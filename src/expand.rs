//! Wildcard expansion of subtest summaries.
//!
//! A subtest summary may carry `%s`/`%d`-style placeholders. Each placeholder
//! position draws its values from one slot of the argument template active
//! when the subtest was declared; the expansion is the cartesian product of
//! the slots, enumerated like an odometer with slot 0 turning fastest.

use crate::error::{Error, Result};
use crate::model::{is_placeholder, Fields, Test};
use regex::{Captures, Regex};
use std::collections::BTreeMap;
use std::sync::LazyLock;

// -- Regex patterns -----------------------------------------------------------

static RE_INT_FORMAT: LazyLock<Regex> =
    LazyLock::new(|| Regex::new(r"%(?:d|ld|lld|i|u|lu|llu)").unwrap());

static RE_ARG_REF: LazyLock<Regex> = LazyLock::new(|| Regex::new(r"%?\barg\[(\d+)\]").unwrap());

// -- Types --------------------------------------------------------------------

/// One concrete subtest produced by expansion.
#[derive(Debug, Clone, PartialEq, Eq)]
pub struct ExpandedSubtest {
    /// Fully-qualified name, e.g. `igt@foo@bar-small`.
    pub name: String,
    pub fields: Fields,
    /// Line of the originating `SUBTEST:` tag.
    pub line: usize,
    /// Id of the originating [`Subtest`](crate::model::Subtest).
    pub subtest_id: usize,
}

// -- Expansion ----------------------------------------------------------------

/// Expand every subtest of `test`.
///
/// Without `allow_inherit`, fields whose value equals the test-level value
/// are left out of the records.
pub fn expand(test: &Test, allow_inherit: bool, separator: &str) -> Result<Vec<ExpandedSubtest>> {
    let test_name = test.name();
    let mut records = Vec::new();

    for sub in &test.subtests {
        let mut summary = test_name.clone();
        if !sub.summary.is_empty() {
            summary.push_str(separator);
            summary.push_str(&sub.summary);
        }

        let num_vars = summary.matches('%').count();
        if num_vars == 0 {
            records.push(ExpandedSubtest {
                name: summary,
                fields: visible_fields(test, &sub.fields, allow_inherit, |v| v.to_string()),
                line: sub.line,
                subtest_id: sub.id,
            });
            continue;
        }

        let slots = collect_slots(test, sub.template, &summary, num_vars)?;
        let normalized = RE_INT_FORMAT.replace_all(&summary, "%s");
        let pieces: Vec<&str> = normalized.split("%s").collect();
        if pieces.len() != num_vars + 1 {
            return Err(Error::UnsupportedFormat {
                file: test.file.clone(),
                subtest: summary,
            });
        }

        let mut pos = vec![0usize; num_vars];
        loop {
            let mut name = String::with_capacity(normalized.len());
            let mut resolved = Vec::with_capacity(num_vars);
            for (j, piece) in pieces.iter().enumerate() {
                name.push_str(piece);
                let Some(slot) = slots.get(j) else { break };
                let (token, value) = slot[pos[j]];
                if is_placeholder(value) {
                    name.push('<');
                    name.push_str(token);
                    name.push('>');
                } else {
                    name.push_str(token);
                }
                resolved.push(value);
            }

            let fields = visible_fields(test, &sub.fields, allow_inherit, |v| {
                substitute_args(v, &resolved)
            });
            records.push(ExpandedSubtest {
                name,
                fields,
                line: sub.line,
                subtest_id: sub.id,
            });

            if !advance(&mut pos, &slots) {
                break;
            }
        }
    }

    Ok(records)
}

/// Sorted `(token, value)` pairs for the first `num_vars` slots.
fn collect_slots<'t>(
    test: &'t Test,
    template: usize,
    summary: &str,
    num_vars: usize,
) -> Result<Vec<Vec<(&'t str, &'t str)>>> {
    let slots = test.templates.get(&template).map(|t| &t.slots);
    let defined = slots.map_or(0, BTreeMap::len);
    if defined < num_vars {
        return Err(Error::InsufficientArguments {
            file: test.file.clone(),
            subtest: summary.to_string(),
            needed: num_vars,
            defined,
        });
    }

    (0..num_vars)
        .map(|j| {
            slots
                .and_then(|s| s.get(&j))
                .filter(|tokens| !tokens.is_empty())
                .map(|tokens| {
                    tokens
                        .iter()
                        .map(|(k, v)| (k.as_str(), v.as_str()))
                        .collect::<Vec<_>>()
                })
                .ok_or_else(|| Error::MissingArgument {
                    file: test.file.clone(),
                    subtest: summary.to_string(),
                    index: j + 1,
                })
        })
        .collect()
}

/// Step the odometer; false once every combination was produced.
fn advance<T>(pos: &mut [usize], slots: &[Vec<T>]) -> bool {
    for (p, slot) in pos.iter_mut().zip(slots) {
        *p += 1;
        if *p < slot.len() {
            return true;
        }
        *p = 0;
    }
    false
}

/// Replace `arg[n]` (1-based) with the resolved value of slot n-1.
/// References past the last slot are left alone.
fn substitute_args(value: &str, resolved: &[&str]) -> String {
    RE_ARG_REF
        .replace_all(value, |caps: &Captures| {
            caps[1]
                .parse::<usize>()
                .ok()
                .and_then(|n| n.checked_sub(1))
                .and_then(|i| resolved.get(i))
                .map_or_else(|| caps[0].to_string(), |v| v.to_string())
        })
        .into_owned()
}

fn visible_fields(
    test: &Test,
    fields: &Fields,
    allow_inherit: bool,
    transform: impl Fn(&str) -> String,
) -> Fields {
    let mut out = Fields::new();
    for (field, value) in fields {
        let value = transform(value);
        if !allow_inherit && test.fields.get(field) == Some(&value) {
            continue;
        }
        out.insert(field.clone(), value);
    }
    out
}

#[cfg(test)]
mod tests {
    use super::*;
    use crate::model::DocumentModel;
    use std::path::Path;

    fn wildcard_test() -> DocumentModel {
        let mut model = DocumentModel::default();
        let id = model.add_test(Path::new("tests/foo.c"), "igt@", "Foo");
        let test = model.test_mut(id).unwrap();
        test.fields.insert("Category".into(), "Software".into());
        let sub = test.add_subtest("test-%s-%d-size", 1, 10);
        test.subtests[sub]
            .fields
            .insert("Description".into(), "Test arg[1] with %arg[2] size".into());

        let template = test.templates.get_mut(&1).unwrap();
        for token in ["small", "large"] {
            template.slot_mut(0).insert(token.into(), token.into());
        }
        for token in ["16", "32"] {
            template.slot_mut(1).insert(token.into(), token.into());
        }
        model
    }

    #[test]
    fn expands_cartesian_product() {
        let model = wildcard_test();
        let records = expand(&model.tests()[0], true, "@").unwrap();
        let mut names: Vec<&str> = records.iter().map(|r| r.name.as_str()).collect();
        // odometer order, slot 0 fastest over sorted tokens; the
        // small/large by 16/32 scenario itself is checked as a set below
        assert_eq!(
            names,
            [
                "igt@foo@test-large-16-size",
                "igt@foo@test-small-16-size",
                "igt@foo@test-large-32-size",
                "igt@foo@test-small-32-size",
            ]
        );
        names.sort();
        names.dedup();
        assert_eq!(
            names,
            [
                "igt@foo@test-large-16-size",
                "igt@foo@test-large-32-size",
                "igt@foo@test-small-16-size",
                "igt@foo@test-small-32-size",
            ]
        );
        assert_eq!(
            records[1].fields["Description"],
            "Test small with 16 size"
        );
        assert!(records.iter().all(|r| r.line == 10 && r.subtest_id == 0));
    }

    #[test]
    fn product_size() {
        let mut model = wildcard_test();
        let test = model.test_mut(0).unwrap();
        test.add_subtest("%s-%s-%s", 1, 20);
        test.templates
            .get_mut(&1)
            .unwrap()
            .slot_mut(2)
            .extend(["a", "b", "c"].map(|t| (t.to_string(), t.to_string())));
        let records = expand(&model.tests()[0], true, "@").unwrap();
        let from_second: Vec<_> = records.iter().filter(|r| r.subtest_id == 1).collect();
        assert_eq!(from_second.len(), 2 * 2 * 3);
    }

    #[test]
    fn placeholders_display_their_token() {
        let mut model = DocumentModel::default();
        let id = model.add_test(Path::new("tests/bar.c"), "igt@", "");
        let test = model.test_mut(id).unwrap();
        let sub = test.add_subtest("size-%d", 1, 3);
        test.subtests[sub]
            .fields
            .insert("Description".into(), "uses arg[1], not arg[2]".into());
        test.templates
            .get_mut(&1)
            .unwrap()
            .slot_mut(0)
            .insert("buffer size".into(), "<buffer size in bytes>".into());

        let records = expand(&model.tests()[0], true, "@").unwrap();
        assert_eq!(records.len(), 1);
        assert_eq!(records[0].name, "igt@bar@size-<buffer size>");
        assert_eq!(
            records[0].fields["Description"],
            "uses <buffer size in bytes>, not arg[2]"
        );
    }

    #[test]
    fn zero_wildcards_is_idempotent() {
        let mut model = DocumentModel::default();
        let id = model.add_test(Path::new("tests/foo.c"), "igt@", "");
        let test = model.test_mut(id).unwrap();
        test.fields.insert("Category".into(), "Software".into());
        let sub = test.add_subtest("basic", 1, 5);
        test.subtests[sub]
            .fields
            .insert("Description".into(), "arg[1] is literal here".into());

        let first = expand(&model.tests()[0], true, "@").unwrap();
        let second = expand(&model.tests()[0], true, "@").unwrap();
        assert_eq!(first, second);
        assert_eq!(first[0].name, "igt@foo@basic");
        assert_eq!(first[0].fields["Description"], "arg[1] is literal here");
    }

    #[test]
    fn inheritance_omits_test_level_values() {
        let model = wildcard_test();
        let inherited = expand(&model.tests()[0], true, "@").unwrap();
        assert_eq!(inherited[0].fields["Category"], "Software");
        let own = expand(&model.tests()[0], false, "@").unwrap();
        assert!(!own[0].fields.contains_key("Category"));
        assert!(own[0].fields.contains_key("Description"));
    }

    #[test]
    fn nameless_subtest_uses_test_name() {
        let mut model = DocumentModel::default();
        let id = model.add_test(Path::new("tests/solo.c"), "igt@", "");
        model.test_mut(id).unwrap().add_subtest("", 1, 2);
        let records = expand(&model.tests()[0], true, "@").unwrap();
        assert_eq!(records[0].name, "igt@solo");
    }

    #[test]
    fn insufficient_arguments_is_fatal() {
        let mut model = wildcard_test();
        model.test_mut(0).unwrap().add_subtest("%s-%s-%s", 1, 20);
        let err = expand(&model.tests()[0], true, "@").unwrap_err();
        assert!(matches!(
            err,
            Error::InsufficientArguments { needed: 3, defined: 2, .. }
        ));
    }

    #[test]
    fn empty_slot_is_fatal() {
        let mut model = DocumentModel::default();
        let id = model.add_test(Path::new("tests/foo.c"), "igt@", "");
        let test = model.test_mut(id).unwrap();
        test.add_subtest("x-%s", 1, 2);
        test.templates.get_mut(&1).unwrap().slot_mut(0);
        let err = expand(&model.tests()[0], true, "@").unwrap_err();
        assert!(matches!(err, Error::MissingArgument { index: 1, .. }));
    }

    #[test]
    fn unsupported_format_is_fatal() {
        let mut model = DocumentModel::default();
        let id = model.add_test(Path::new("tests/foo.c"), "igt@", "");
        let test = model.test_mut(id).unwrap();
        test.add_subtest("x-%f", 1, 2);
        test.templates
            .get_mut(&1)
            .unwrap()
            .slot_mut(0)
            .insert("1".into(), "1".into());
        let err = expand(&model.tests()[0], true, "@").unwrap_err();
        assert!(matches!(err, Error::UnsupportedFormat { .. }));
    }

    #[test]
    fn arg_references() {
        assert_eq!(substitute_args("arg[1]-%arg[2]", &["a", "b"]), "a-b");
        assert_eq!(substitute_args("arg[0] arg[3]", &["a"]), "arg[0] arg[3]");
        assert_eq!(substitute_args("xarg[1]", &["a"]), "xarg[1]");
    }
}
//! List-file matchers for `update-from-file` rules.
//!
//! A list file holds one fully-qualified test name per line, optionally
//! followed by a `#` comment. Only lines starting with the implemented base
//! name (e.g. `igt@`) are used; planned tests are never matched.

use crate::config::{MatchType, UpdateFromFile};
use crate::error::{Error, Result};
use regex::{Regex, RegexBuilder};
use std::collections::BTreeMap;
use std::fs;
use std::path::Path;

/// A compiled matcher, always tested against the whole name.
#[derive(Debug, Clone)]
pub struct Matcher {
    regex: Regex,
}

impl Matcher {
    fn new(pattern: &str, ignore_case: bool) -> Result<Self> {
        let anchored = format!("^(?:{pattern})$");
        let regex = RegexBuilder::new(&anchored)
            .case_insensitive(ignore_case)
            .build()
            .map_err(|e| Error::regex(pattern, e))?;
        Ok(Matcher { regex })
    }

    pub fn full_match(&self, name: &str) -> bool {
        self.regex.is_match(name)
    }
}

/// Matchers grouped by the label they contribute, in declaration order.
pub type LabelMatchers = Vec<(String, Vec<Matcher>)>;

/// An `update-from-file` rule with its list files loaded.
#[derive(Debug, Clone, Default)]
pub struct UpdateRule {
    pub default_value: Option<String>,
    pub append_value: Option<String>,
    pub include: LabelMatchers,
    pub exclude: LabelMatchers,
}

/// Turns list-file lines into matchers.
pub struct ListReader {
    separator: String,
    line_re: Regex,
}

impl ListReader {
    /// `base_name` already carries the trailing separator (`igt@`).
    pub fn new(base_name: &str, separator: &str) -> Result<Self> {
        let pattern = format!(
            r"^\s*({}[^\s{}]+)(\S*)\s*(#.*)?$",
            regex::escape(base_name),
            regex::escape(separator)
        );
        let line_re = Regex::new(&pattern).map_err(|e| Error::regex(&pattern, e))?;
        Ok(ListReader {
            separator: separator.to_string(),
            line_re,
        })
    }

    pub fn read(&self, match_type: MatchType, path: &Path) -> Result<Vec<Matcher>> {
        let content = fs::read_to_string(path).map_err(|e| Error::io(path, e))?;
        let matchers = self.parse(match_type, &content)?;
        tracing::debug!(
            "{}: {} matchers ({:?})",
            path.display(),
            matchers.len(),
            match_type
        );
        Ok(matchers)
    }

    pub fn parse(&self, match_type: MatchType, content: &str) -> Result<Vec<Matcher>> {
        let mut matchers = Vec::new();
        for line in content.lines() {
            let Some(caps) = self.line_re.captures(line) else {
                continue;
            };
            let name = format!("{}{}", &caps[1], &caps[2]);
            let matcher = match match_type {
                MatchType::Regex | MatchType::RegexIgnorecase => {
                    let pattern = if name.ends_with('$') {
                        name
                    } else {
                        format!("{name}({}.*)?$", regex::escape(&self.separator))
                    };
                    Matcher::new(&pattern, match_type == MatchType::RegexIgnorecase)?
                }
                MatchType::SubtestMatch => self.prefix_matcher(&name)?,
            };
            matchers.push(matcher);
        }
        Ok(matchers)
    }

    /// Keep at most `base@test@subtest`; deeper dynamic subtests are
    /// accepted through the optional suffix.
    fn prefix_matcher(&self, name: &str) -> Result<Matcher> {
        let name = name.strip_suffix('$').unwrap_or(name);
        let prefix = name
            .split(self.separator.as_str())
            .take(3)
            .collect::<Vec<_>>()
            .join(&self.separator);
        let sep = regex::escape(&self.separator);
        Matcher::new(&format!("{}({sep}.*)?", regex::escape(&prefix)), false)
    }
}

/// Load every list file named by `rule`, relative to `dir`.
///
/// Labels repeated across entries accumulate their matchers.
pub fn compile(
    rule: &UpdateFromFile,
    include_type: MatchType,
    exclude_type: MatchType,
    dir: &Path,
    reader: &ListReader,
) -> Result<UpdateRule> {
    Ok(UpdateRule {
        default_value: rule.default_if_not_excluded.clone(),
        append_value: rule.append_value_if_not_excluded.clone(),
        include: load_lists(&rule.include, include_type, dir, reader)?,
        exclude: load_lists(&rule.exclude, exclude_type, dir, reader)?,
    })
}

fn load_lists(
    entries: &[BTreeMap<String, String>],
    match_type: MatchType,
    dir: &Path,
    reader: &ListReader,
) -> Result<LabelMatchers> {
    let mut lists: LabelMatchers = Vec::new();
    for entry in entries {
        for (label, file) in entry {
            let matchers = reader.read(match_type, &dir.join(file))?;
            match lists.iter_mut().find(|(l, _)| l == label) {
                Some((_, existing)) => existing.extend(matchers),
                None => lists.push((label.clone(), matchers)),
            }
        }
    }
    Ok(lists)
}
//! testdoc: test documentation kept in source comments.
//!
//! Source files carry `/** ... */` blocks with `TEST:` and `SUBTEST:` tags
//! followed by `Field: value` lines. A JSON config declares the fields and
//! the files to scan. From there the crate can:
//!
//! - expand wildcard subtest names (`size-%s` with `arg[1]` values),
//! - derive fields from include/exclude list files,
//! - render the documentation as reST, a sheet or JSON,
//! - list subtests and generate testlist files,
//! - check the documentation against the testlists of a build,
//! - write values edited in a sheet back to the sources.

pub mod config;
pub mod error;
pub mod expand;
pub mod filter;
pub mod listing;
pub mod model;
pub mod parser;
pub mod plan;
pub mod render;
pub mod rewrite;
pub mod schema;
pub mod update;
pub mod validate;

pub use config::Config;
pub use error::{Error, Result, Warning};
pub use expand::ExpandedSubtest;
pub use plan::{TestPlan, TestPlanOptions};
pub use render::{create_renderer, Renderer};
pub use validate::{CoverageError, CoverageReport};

TASK TO COMPLETE =
Copy the records above faithfully. Begin at their first line, end at the line containing "argument template active", and include nothing else.

WRITTEN SOLUTION =
filename src/expand.rs
//! Wildcard expansion of subtest summaries.
//!
//! A subtest summary may carry `%s`/`%d`-style placeholders. Each placeholder
//! position draws its values from one slot of the argument template active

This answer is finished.